To solve this mess, IE introduced the X-Content-Type-Options: nosniff header, which means "don't sniff the mime type". It looks like a reasonable workaround to me: it lets new pages opt into sane behavior without breaking old ones. Chromium added support for it.

It sounded good to developers of a Google-internal HTTP server as well; they added it by default to all responses. And then the bug reports started coming in: "Why does my page render in all browsers but Chromium?" It turned out many of these sites were sending no Content-type header, which, when coupled with the nosniff header, meant Chromium would pick the default of application/octet-stream, triggering a download box.

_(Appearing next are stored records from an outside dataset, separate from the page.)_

#[cfg(test)]
mod tests {
    use super::*;
    use crate::statement::{BankAccount, Currency, StatementLine};
    use chrono::NaiveDate;
    use pretty_assertions::assert_eq;

    fn dt(year: i32, month: u32, day: u32) -> NaiveDateTime {
        NaiveDate::from_ymd_opt(year, month, day)
            .unwrap()
            .and_hms_opt(0, 0, 0)
            .unwrap()
    }

    fn dec(s: &str) -> Decimal {
        s.parse().unwrap()
    }

    const HEADER: &str = "OFXHEADER:100\nDATA:OFXSGML\nVERSION:102\nSECURITY:NONE\n\
                          ENCODING:UNICODE\nCHARSET:NONE\nCOMPRESSION:NONE\n\
                          OLDFILEUID:NONE\nNEWFILEUID:NONE\n\n";

    fn bank_statement() -> Statement {
        let mut statement = Statement::new("BID", "ACCID", "LTL");
        statement.add_line(StatementLine::new("1", dt(2012, 2, 12), "Sample 1", dec("15.4")));

        let mut line = StatementLine::new("2", dt(2012, 2, 12), "Sample 2", dec("25.0"));
        line.payee = Some(String::new());
        let mut account = BankAccount::new("SNORAS", "LT1232");
        account.branch_id = Some("VNO".into());
        line.bank_account_to = Some(account);
        statement.add_line(line);

        statement
    }

    #[test]
    fn test_bank_statement_document() {
        let statement = bank_statement();
        let output = OfxWriter::new(&statement)
            .with_gen_time(dt(2012, 3, 3))
            .to_ofx()
            .unwrap();

        let expected = HEADER.to_string()
            + "<OFX>\
               <SIGNONMSGSRSV1><SONRS>\
               <STATUS><CODE>0</CODE><SEVERITY>INFO</SEVERITY></STATUS>\
               <DTSERVER>20120303000000</DTSERVER>\
               <LANGUAGE>ENG</LANGUAGE>\
               </SONRS></SIGNONMSGSRSV1>\
               <BANKMSGSRSV1><STMTTRNRS>\
               <TRNUID>0</TRNUID>\
               <STATUS><CODE>0</CODE><SEVERITY>INFO</SEVERITY></STATUS>\
               <STMTRS>\
               <CURDEF>LTL</CURDEF>\
               <BANKACCTFROM>\
               <BANKID>BID</BANKID><ACCTID>ACCID</ACCTID><ACCTTYPE>CHECKING</ACCTTYPE>\
               </BANKACCTFROM>\
               <BANKTRANLIST>\
               <DTSTART/><DTEND/>\
               <STMTTRN>\
               <TRNTYPE>CHECK</TRNTYPE><DTPOSTED>20120212</DTPOSTED>\
               <TRNAMT>15.40</TRNAMT><FITID>1</FITID><MEMO>Sample 1</MEMO>\
               </STMTTRN>\
               <STMTTRN>\
               <TRNTYPE>CHECK</TRNTYPE><DTPOSTED>20120212</DTPOSTED>\
               <TRNAMT>25.00</TRNAMT><FITID>2</FITID>\
               <BANKACCTTO>\
               <BANKID>SNORAS</BANKID><BRANCHID>VNO</BRANCHID>\
               <ACCTID>LT1232</ACCTID><ACCTTYPE>CHECKING</ACCTTYPE>\
               </BANKACCTTO>\
               <MEMO>Sample 2</MEMO>\
               </STMTTRN>\
               </BANKTRANLIST>\
               <LEDGERBAL><BALAMT/><DTASOF/></LEDGERBAL>\
               </STMTRS></STMTTRNRS></BANKMSGSRSV1>\
               </OFX>";
        assert_eq!(output, expected);
    }

    #[test]
    fn test_optional_fields_are_suppressed() {
        let mut statement = Statement::new("BID", "ACCID", "USD");
        let mut line = StatementLine::default();
        line.id = Some("1".into());
        line.date = Some(dt(2020, 1, 1));
        line.amount = Some(dec("10"));
        statement.add_line(line);

        let output = OfxWriter::new(&statement)
            .with_gen_time(dt(2020, 2, 1))
            .to_ofx()
            .unwrap();

        for required in ["<TRNTYPE>", "<DTPOSTED>", "<TRNAMT>", "<FITID>"] {
            assert!(output.contains(required), "missing {required}");
        }
        for absent in ["<CHECKNUM", "<NAME", "<MEMO", "<REFNUM", "<DTUSER", "<BANKACCTTO"] {
            assert!(!output.contains(absent), "unexpected {absent}");
        }
    }

    #[test]
    fn test_currency_blocks() {
        let mut statement = Statement::new("BID", "ACCID", "LTL");
        let mut line = StatementLine::new("1", dt(2012, 2, 12), "Sample", dec("25.0"));
        line.currency = Some(Currency::new("USD"));
        line.orig_currency = Some(Currency::with_rate("EUR", dec("3.4543")));
        statement.add_line(line);

        let output = OfxWriter::new(&statement)
            .with_gen_time(dt(2012, 3, 3))
            .to_ofx()
            .unwrap();

        assert!(output.contains("<CURRENCY><CURSYM>USD</CURSYM></CURRENCY>"));
        assert!(output
            .contains("<ORIG_CURRENCY><CURSYM>EUR</CURSYM><CURRATE>3.45</CURRATE></ORIG_CURRENCY>"));
    }

    #[test]
    fn test_no_bank_section_without_lines() {
        let statement = Statement::new("BID", "ACCID", "USD");
        let output = OfxWriter::new(&statement)
            .with_gen_time(dt(2020, 1, 1))
            .to_ofx()
            .unwrap();

        assert!(output.contains("<SIGNONMSGSRSV1>"));
        assert!(!output.contains("<BANKMSGSRSV1>"));
        assert!(!output.contains("<INVSTMTMSGSRSV1>"));
    }

    fn invest_statement() -> Statement {
        let mut statement = Statement::new("BID", "ACCID", "LTL");
        statement.broker_id = Some("BROKERID".into());
        statement.end_date = Some(dt(2021, 5, 1));

        let mut line = InvestStatementLine::new(
            "3",
            dt(2021, 1, 1),
            "Sample 3",
            InvestTransactionType::BuyStock,
        );
        line.trntype_detailed = Some("BUY".into());
        line.security_id = Some("AAPL".into());
        line.amount = Some(dec("-416.08"));
        line.units = Some(dec("3"));
        line.unit_price = Some(dec("138.28"));
        line.fees = Some(dec("1.24"));
        line.assert_valid().unwrap();
        statement.add_invest_line(line);

        let mut line = InvestStatementLine::new(
            "4",
            dt(2021, 1, 1),
            "Sample 4",
            InvestTransactionType::SellStock,
        );
        line.trntype_detailed = Some("SELL".into());
        line.security_id = Some("MSFT".into());
        line.amount = Some(dec("1127.87"));
        line.units = Some(dec("-5"));
        line.unit_price = Some(dec("225.63"));
        line.fees = Some(dec("0.28"));
        line.assert_valid().unwrap();
        statement.add_invest_line(line);

        let mut line = InvestStatementLine::new(
            "5",
            dt(2021, 1, 1),
            "Sample 5",
            InvestTransactionType::Income,
        );
        line.trntype_detailed = Some("DIV".into());
        line.security_id = Some("MSFT".into());
        line.amount = Some(dec("0.79"));
        line.fees = Some(dec("0.5"));
        line.assert_valid().unwrap();
        statement.add_invest_line(line);

        let mut line = InvestStatementLine::new(
            "6",
            dt(2021, 1, 2),
            "Bank Interest",
            InvestTransactionType::InvBankTran,
        );
        line.trntype_detailed = Some("INT".into());
        line.amount = Some(dec("0.45"));
        line.assert_valid().unwrap();
        statement.add_invest_line(line);

        let mut line = InvestStatementLine::new(
            "7",
            dt(2021, 1, 3),
            "Journaled Shares",
            InvestTransactionType::Transfer,
        );
        line.security_id = Some("MSFT".into());
        line.units = Some(dec("4"));
        line.unit_price = Some(dec("225.63"));
        line.assert_valid().unwrap();
        statement.add_invest_line(line);

        let mut line = InvestStatementLine::new(
            "8",
            dt(2025, 1, 1),
            "NRA Tax Adj",
            InvestTransactionType::InvExpense,
        );
        line.security_id = Some("AAPL".into());
        line.amount = Some(dec("-0.29"));
        line.assert_valid().unwrap();
        statement.add_invest_line(line);

        statement
    }

    #[test]
    fn test_invest_statement_document() {
        let statement = invest_statement();
        let output = OfxWriter::new(&statement)
            .with_gen_time(dt(2021, 5, 1))
            .to_ofx()
            .unwrap();

        let expected = HEADER.to_string()
            + "<OFX>\
               <SIGNONMSGSRSV1><SONRS>\
               <STATUS><CODE>0</CODE><SEVERITY>INFO</SEVERITY></STATUS>\
               <DTSERVER>20210501000000</DTSERVER>\
               <LANGUAGE>ENG</LANGUAGE>\
               </SONRS></SIGNONMSGSRSV1>\
               <SECLISTMSGSRSV1><SECLIST>\
               <STOCKINFO><SECINFO>\
               <SECID><UNIQUEID>AAPL</UNIQUEID><UNIQUEIDTYPE>TICKER</UNIQUEIDTYPE></SECID>\
               <SECNAME>AAPL</SECNAME><TICKER>AAPL</TICKER>\
               </SECINFO></STOCKINFO>\
               <STOCKINFO><SECINFO>\
               <SECID><UNIQUEID>MSFT</UNIQUEID><UNIQUEIDTYPE>TICKER</UNIQUEIDTYPE></SECID>\
               <SECNAME>MSFT</SECNAME><TICKER>MSFT</TICKER>\
               </SECINFO></STOCKINFO>\
               </SECLIST></SECLISTMSGSRSV1>\
               <INVSTMTMSGSRSV1><INVSTMTTRNRS>\
               <TRNUID>0</TRNUID>\
               <STATUS><CODE>0</CODE><SEVERITY>INFO</SEVERITY></STATUS>\
               <INVSTMTRS>\
               <DTASOF>20210501000000</DTASOF>\
               <CURDEF>LTL</CURDEF>\
               <INVACCTFROM><BROKERID>BROKERID</BROKERID><ACCTID>ACCID</ACCTID></INVACCTFROM>\
               <INVTRANLIST>\
               <DTSTART/><DTEND>20210501</DTEND>\
               <BUYSTOCK>\
               <BUYTYPE>BUY</BUYTYPE>\
               <INVBUY>\
               <INVTRAN><FITID>3</FITID><DTTRADE>20210101</DTTRADE><MEMO>Sample 3</MEMO></INVTRAN>\
               <SECID><UNIQUEID>AAPL</UNIQUEID><UNIQUEIDTYPE>TICKER</UNIQUEIDTYPE></SECID>\
               <SUBACCTSEC>OTHER</SUBACCTSEC><SUBACCTFUND>OTHER</SUBACCTFUND>\
               <FEES>1.24000</FEES><UNITPRICE>138.28000</UNITPRICE>\
               <UNITS>3.00000</UNITS><TOTAL>-416.08</TOTAL>\
               </INVBUY>\
               </BUYSTOCK>\
               <SELLSTOCK>\
               <SELLTYPE>SELL</SELLTYPE>\
               <INVSELL>\
               <INVTRAN><FITID>4</FITID><DTTRADE>20210101</DTTRADE><MEMO>Sample 4</MEMO></INVTRAN>\
               <SECID><UNIQUEID>MSFT</UNIQUEID><UNIQUEIDTYPE>TICKER</UNIQUEIDTYPE></SECID>\
               <SUBACCTSEC>OTHER</SUBACCTSEC><SUBACCTFUND>OTHER</SUBACCTFUND>\
               <FEES>0.28000</FEES><UNITPRICE>225.63000</UNITPRICE>\
               <UNITS>-5.00000</UNITS><TOTAL>1127.87</TOTAL>\
               </INVSELL>\
               </SELLSTOCK>\
               <INCOME>\
               <INCOMETYPE>DIV</INCOMETYPE>\
               <INVTRAN><FITID>5</FITID><DTTRADE>20210101</DTTRADE><MEMO>Sample 5</MEMO></INVTRAN>\
               <SECID><UNIQUEID>MSFT</UNIQUEID><UNIQUEIDTYPE>TICKER</UNIQUEIDTYPE></SECID>\
               <SUBACCTSEC>OTHER</SUBACCTSEC><SUBACCTFUND>OTHER</SUBACCTFUND>\
               <WITHHOLDING>0.50000</WITHHOLDING><TOTAL>0.79</TOTAL>\
               </INCOME>\
               <INVBANKTRAN>\
               <STMTTRN>\
               <TRNTYPE>INT</TRNTYPE><DTPOSTED>20210102</DTPOSTED>\
               <TRNAMT>0.45</TRNAMT><FITID>6</FITID><MEMO>Bank Interest</MEMO>\
               </STMTTRN>\
               <SUBACCTFUND>OTHER</SUBACCTFUND>\
               </INVBANKTRAN>\
               <TRANSFER>\
               <INVTRAN><FITID>7</FITID><DTTRADE>20210103</DTTRADE><MEMO>Journaled Shares</MEMO></INVTRAN>\
               <SECID><UNIQUEID>MSFT</UNIQUEID><UNIQUEIDTYPE>TICKER</UNIQUEIDTYPE></SECID>\
               <SUBACCTSEC>OTHER</SUBACCTSEC>\
               <UNITPRICE>225.63000</UNITPRICE><UNITS>4.00000</UNITS>\
               </TRANSFER>\
               <INVEXPENSE>\
               <INVTRAN><FITID>8</FITID><DTTRADE>20250101</DTTRADE><MEMO>NRA Tax Adj</MEMO></INVTRAN>\
               <SECID><UNIQUEID>AAPL</UNIQUEID><UNIQUEIDTYPE>TICKER</UNIQUEIDTYPE></SECID>\
               <SUBACCTSEC>OTHER</SUBACCTSEC><SUBACCTFUND>OTHER</SUBACCTFUND>\
               <TOTAL>-0.29</TOTAL>\
               </INVEXPENSE>\
               </INVTRANLIST>\
               </INVSTMTRS></INVSTMTTRNRS></INVSTMTMSGSRSV1>\
               </OFX>";
        assert_eq!(output, expected);
    }

    #[test]
    fn test_invest_line_without_trntype_is_skipped() {
        let mut statement = Statement::new("BID", "ACCID", "USD");
        statement.broker_id = Some("BROKERID".into());
        let mut line = InvestStatementLine::default();
        line.id = Some("1".into());
        line.date = Some(dt(2021, 1, 1));
        line.security_id = Some("AAPL".into());
        statement.add_invest_line(line);

        let output = OfxWriter::new(&statement)
            .with_gen_time(dt(2021, 5, 1))
            .to_ofx()
            .unwrap();

        // The section and the security list are present, but the line
        // contributes no transaction envelope.
        assert!(output.contains("<INVTRANLIST>"));
        assert!(output.contains("<UNIQUEID>AAPL</UNIQUEID>"));
        assert!(!output.contains("<INVTRAN>"));
        assert!(!output.contains("<STMTTRN>"));
    }

    #[test]
    fn test_codepage_encoding_header() {
        let statement = Statement::new("BID", "ACCID", "USD");
        let output = OfxWriter::new(&statement)
            .with_gen_time(dt(2020, 1, 1))
            .with_encoding(OutputEncoding::CodePage("1252".into()))
            .to_ofx()
            .unwrap();

        assert!(output.contains("ENCODING:USASCII\nCHARSET:1252\n"));
    }

    #[test]
    fn test_pretty_output() {
        let statement = bank_statement();
        let output = OfxWriter::new(&statement)
            .with_gen_time(dt(2012, 3, 3))
            .pretty(true)
            .to_ofx()
            .unwrap();

        assert!(output.contains("\n    <SIGNONMSGSRSV1>"));
        assert!(output.contains("<CODE>0</CODE>"));
    }

    #[test]
    fn test_text_is_escaped() {
        let mut statement = Statement::new("BID", "ACCID", "USD");
        statement.add_line(StatementLine::new(
            "1",
            dt(2020, 1, 1),
            "Fish & Chips <Ltd>",
            dec("5"),
        ));

        let output = OfxWriter::new(&statement)
            .with_gen_time(dt(2020, 2, 1))
            .to_ofx()
            .unwrap();

        assert!(output.contains("<MEMO>Fish &amp; Chips &lt;Ltd&gt;</MEMO>"));
    }

    #[test]
    fn test_amount_formatting() {
        assert_eq!(format_amount(&dec("15.4"), 2), "15.40");
        assert_eq!(format_amount(&dec("3"), 5), "3.00000");
        assert_eq!(format_amount(&dec("-5"), 5), "-5.00000");
        assert_eq!(format_amount(&dec("3.4543"), 2), "3.45");
        assert_eq!(format_amount(&dec("0.005"), 2), "0.01");
    }
}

The fix is to match IE (r8559) for this corner case, which is to instead default to text/plain; I made wisecracks about adding an X-Content-Type-Options-Options: no-really-none-of-these-mime-shenanigans header. Adam (master of content-type sniffing, and I believe editor of the HTML5 sniffing spec) also wrote r8257. This collects stats (aggregated anonymized and only from users who have opted in) on what fraction of pages that we normally would've sniffed but were instead blocked by the header.

* In fairness, the greater problem is that page authors sometimes don't control HTTP headers. They're frequently defined by server configuration, which often requires root on the server or at least a lot more technical know-how than "click on the upload button in your website creator program".